The uneven power consumption profile in FPGAs due to the existence of unused logic blocks (40% of total blocks [5] ) and difference in switching activities generate local hotspots. In addition, the anisotropic heat conduction of the die's sidewalls is another source of thermal nonuniformity. The non-uniform high temperature profile over substrates causes a range of design challenges, as it affects the gate and interconnect delays [6] , [7] , introduces This paper is based on "Thermal-Aware Placement for FPGAs using Electrostatic Charge Model," by J. Jaffari and M. Anis, which appeared in the Proceedings of the IEEE Symposium on Quality Electronic Design (ISQED), San Jose, USA, March 2007. c 2007 IEEE. new timing faults [8] , increases the leakage power [9] , and accelerates the chip failure due to electromigration and thermal runaway [10] , [11] . Therefore, to achieve a robust design which guarantees satisfaction of system constraints (performance, power, and reliability), one should reduce hot spots during placement which is the natural starting point of a temperature-aware design flow [12] .

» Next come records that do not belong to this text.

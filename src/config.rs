use std::env;
use std::net::SocketAddr;
use std::str::FromStr;
use std::time::Duration;

use anyhow::{Context, Result};
use zeroize::{Zeroize, Zeroizing};

/// Which coordination store backs the pairing pool.
#[derive(Debug, Clone, Copy, PartialEq, Eq)]
pub enum PairingStoreKind {
    Redis,
    Memory,
}

impl FromStr for PairingStoreKind {
    type Err = anyhow::Error;

    fn from_str(s: &str) -> Result<Self> {
        match s.to_ascii_lowercase().as_str() {
            "redis" => Ok(PairingStoreKind::Redis),
            "memory" => Ok(PairingStoreKind::Memory),
            other => anyhow::bail!("unknown pairing store '{}', expected redis or memory", other),
        }
    }
}

/// Pairing pool tuning.
#[derive(Debug, Clone)]
pub struct PairingConfig {
    /// How long a waiting entry stays matchable.
    pub timeout: Duration,
    /// Lifetime of an immutable match record.
    pub match_record_ttl: Duration,
    /// Service time assumed per queued pair when estimating waits.
    pub per_pair_wait: Duration,
    /// Upper bound on a single coordination store round-trip.
    pub store_timeout: Duration,
    /// Lease held on a user while their join + match runs.
    pub lease_ttl: Duration,
    /// Attempts to acquire the user lease before reporting a conflict.
    pub lease_attempts: u32,
    /// Attempts for idempotent status reads.
    pub status_attempts: u32,
    /// Interval of the timed-out entry sweep.
    pub sweep_interval: Duration,
}

impl Default for PairingConfig {
    fn default() -> Self {
        Self {
            timeout: Duration::from_secs(180),
            match_record_ttl: Duration::from_secs(3600),
            per_pair_wait: Duration::from_secs(30),
            store_timeout: Duration::from_millis(2000),
            lease_ttl: Duration::from_secs(10),
            lease_attempts: 5,
            status_attempts: 3,
            sweep_interval: Duration::from_secs(30),
        }
    }
}

/// Connection hub tuning.
#[derive(Debug, Clone)]
pub struct HubConfig {
    /// Sessions idle longer than this are terminated.
    pub inactive_timeout: Duration,
    /// Interval of the inactivity sweep.
    pub check_interval: Duration,
    /// Terminated sessions stay queryable this long before removal.
    pub grace_period: Duration,
    /// Per-connection outbound queue depth; a full queue means the peer is unreachable.
    pub outbound_queue: usize,
    /// Depth of the hub command channel.
    pub command_queue: usize,
    /// Largest accepted websocket message.
    pub max_message_bytes: usize,
}

impl Default for HubConfig {
    fn default() -> Self {
        Self {
            inactive_timeout: Duration::from_secs(300),
            check_interval: Duration::from_secs(60),
            grace_period: Duration::from_secs(30),
            outbound_queue: 64,
            command_queue: 1024,
            max_message_bytes: 8192,
        }
    }
}

/// Session key lifetime.
#[derive(Debug, Clone)]
pub struct KeyConfig {
    pub key_ttl: Duration,
    pub cleanup_interval: Duration,
}

impl Default for KeyConfig {
    fn default() -> Self {
        Self {
            key_ttl: Duration::from_secs(48 * 3600),
            cleanup_interval: Duration::from_secs(24 * 3600),
        }
    }
}

/// Compliance rule parameters.
#[derive(Debug, Clone)]
pub struct ComplianceConfig {
    /// Single transaction ceiling in minor currency units, inclusive.
    pub max_transaction_amount: u64,
    /// Amounts strictly between zero and this are flagged as anomalous.
    pub small_amount_floor: u64,
    pub blocked_merchant_categories: Vec<String>,
    pub pan_blacklist: Vec<String>,
    /// Violation count at which the frequency rule blocks.
    pub frequency_block_threshold: u32,
    /// Violation count at which the frequency rule warns.
    pub frequency_warn_threshold: u32,
    /// HIGH violations needed before a user is blocked.
    pub high_risk_block_after: u32,
    pub critical_block_duration: Duration,
    pub high_block_duration: Duration,
    /// Allowed UTC hour window `[start, end)` when the time rule is on.
    pub time_restriction: Option<(u32, u32)>,
    pub suspicious_sequence_enabled: bool,
    /// Command classes kept per session for sequence matching.
    pub history_len: usize,
    /// Depth of the audit record queue.
    pub audit_queue: usize,
}

impl Default for ComplianceConfig {
    fn default() -> Self {
        Self {
            max_transaction_amount: 5_000_000,
            small_amount_floor: 100,
            blocked_merchant_categories: ["GAMBLING", "ADULT", "TOBACCO", "WEAPONS"]
                .into_iter()
                .map(String::from)
                .collect(),
            pan_blacklist: ["4111111111111111", "5555555555554444", "0000000000000000"]
                .into_iter()
                .map(String::from)
                .collect(),
            frequency_block_threshold: 50,
            frequency_warn_threshold: 20,
            high_risk_block_after: 3,
            critical_block_duration: Duration::from_secs(24 * 3600),
            high_block_duration: Duration::from_secs(2 * 3600),
            time_restriction: None,
            suspicious_sequence_enabled: true,
            history_len: 8,
            audit_queue: 1024,
        }
    }
}

/// The application's configuration.
#[derive(Clone)]
pub struct Config {
    /// Address the relay listens on.
    pub bind_addr: SocketAddr,
    /// The URL of the Redis server.
    pub redis_url: String,
    pub pairing_store: PairingStoreKind,
    /// The audit master key. Every business payload is encrypted under it.
    pub audit_master_key: Zeroizing<Vec<u8>>,
    /// Include sanitized error detail in client-facing messages.
    pub detailed_errors: bool,
    pub pairing: PairingConfig,
    pub hub: HubConfig,
    pub keys: KeyConfig,
    pub compliance: ComplianceConfig,
}

impl Config {
    /// Creates a new `Config` from environment variables.
    ///
    /// # Returns
    ///
    /// A `Result` containing the `Config`.
    pub fn from_env() -> Result<Self> {
        let mut master_key_hex = env::var("AUDIT_MASTER_KEY")
            .context("AUDIT_MASTER_KEY must be set (generate with: openssl rand -hex 32)")?;

        let master_key_bytes = hex::decode(&master_key_hex)
            .context("AUDIT_MASTER_KEY must be valid hexadecimal")?;

        master_key_hex.zeroize();

        if master_key_bytes.len() != 32 {
            anyhow::bail!("AUDIT_MASTER_KEY must be exactly 32 bytes (64 hex characters)");
        }

        let pairing = PairingConfig {
            timeout: secs("PAIRING_TIMEOUT_SECS", 180)?,
            match_record_ttl: secs("MATCH_RECORD_TTL_SECS", 3600)?,
            store_timeout: Duration::from_millis(parse_or("STORE_TIMEOUT_MS", 2000u64)?),
            sweep_interval: secs("PAIRING_SWEEP_INTERVAL_SECS", 30)?,
            ..PairingConfig::default()
        };

        let hub = HubConfig {
            inactive_timeout: secs("SESSION_INACTIVE_TIMEOUT_SECS", 300)?,
            check_interval: secs("HUB_CHECK_INTERVAL_SECS", 60)?,
            grace_period: secs("SESSION_GRACE_SECS", 30)?,
            outbound_queue: parse_or("OUTBOUND_QUEUE", 64usize)?,
            max_message_bytes: parse_or("WS_MAX_MESSAGE_BYTES", 8192usize)?,
            ..HubConfig::default()
        };

        let keys = KeyConfig {
            key_ttl: Duration::from_secs(parse_or("SESSION_KEY_TTL_HOURS", 48u64)? * 3600),
            cleanup_interval: Duration::from_secs(
                parse_or("KEY_CLEANUP_INTERVAL_HOURS", 24u64)? * 3600,
            ),
        };

        let mut compliance = ComplianceConfig {
            max_transaction_amount: parse_or("MAX_TRANSACTION_AMOUNT_MINOR", 5_000_000u64)?,
            time_restriction: parse_hour_window(env::var("TIME_RESTRICTION_HOURS").ok())?,
            ..ComplianceConfig::default()
        };
        if let Ok(categories) = env::var("BLOCKED_MERCHANT_CATEGORIES") {
            compliance.blocked_merchant_categories = categories
                .split(',')
                .map(|c| c.trim().to_ascii_uppercase())
                .filter(|c| !c.is_empty())
                .collect();
        }

        Ok(Self {
            bind_addr: env::var("BIND_ADDR")
                .unwrap_or_else(|_| "127.0.0.1:3000".to_string())
                .parse()
                .context("Invalid BIND_ADDR")?,
            redis_url: env::var("REDIS_URL")
                .unwrap_or_else(|_| "redis://127.0.0.1:6379".to_string()),
            pairing_store: env::var("PAIRING_STORE")
                .unwrap_or_else(|_| "redis".to_string())
                .parse()?,
            audit_master_key: Zeroizing::new(master_key_bytes),
            detailed_errors: parse_or("DETAILED_ERRORS", false)?,
            pairing,
            hub,
            keys,
            compliance,
        })
    }

    /// Builds a configuration with default tuning around an explicit audit key.
    ///
    /// Uses the in-memory pairing store.
    pub fn with_audit_key(key: [u8; 32]) -> Self {
        Self {
            bind_addr: SocketAddr::from(([127, 0, 0, 1], 3000)),
            redis_url: "redis://127.0.0.1:6379".to_string(),
            pairing_store: PairingStoreKind::Memory,
            audit_master_key: Zeroizing::new(key.to_vec()),
            detailed_errors: false,
            pairing: PairingConfig::default(),
            hub: HubConfig::default(),
            keys: KeyConfig::default(),
            compliance: ComplianceConfig::default(),
        }
    }
}

fn parse_or<T>(name: &str, default: T) -> Result<T>
where
    T: FromStr,
    T::Err: std::error::Error + Send + Sync + 'static,
{
    match env::var(name) {
        Ok(raw) => raw
            .trim()
            .parse()
            .with_context(|| format!("Invalid {}", name)),
        Err(_) => Ok(default),
    }
}

fn secs(name: &str, default: u64) -> Result<Duration> {
    Ok(Duration::from_secs(parse_or(name, default)?))
}

/// Parses `start-end` UTC hours, e.g. `6-23`.
fn parse_hour_window(raw: Option<String>) -> Result<Option<(u32, u32)>> {
    let Some(raw) = raw else {
        return Ok(None);
    };
    let (start, end) = raw
        .split_once('-')
        .context("TIME_RESTRICTION_HOURS must look like start-end")?;
    let start: u32 = start.trim().parse().context("Invalid TIME_RESTRICTION_HOURS start")?;
    let end: u32 = end.trim().parse().context("Invalid TIME_RESTRICTION_HOURS end")?;
    if start > 23 || end > 24 || start == end {
        anyhow::bail!("TIME_RESTRICTION_HOURS must be two distinct hours within 0-24");
    }
    Ok(Some((start, end)))
}

#[cfg(test)]
mod tests {
    use super::*;

    #[test]
    fn hour_window_parses_and_rejects_nonsense() {
        assert_eq!(parse_hour_window(None).unwrap(), None);
        assert_eq!(parse_hour_window(Some("6-23".into())).unwrap(), Some((6, 23)));
        assert!(parse_hour_window(Some("5".into())).is_err());
        assert!(parse_hour_window(Some("7-7".into())).is_err());
    }

    #[test]
    fn store_kind_is_case_insensitive() {
        assert_eq!("Memory".parse::<PairingStoreKind>().unwrap(), PairingStoreKind::Memory);
        assert!("postgres".parse::<PairingStoreKind>().is_err());
    }
}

The thermal placement problem was modeled in [13] as a matrix synthesis problem where the temperature distribution is optimized by uniform distribution of heat sources on the chip. It assumes that a uniform heat distribution leads to a uniform temperature profile which is not accurate due to the anisotropic thermal conductivity of the chip's sidewalls. A compact substrate thermal model was developed in [12] , and two algorithms for standard cell and macro cell style design were presented. For the standard cell placement, a simulated annealing procedure tries to match the power distribution with the targeted distribution obtained from a desired temperature profile. However, a close approximation to the targeted power distribution does not necessarily lead to a close approximation of the targeted temperature profile. Also, for the macro cell style design, a simulated annealing procedure is directing by the calculation of temperature profile changes in every move cycle. This approach suffers from low run time efficiency. A partitioning-based thermal placement method was presented in [14] which still runs in quadratic time with the number of mesh nodes on the substrate and needs to compute the inverse of the equivalent resistor network admittance matrix. Another simulated annealing based thermal placement used for 3D ICs was developed in [15] . They made use of an iterative method called Alternate Direction Implicit (ADI) [16] to extract the temperature profile in each cell movement. Although the ADI algorithm runs in linear time, it needs to iteratively solve hundreds of equations to accurately estimate the temperature profile after a move [16] . Hence, due to its long runtime, [15] suggests computing temperature profile in every m moves which degrades the effectiveness of the method.
A. Related Works
Besides the listed custom-IC thermal-ware placers, an FPGA thermal-aware placement technique is proposed in [17] which uses the HS3d thermal extraction tool [18] to improve the thermal profile by updating placement constraints and rerunning the placer and router iteratively. In fact, the authors did not integrate any thermal uniformity measure into the placer objective and only reran the placer by new thermal-driven placement constraints until a satisfied maximum temperature is achieved. As a result, this approach suffers from long runtime due to iterative runs of placer and the thermal extractor. Finally, a thermalaware placement is proposed in [19] for FPGAs where the maximum or variance of temperature is included in the placer's simulated annealing objective. It updates the thermal profile in each iteration in linear time with respect to number of logic blocks; however, the inverse of the equivalent resistor network admittance matrix should be calculated which can be very time consuming when working with industrial large scale FPGAs with over 20K logic blocks [20] . Moreover, as the runtime is a function of FPGA size (not the design size), any attempt to place a rather small design into a large FPGA for prototyping purposes takes a long time.
As described earlier most of the thermal-ware placers reduce a thermal cost function during the annealing process by directly considering the actual temperature profile. However [21] proposed a force-directed algorithm to use in thermal-aware placement of multichip modules. It uses an electrostatic based repulsive force between chips which is proportional to power consumptions of corresponding chips. However, force directed methods usually suffer from overlapping problems, and also, among various existing methods for placement, the simulated annealing is the one that yields the close to global optimum results. In addition, this technique does not take into account the wiring length and timing which is critical for the logic block placement in FPGAs.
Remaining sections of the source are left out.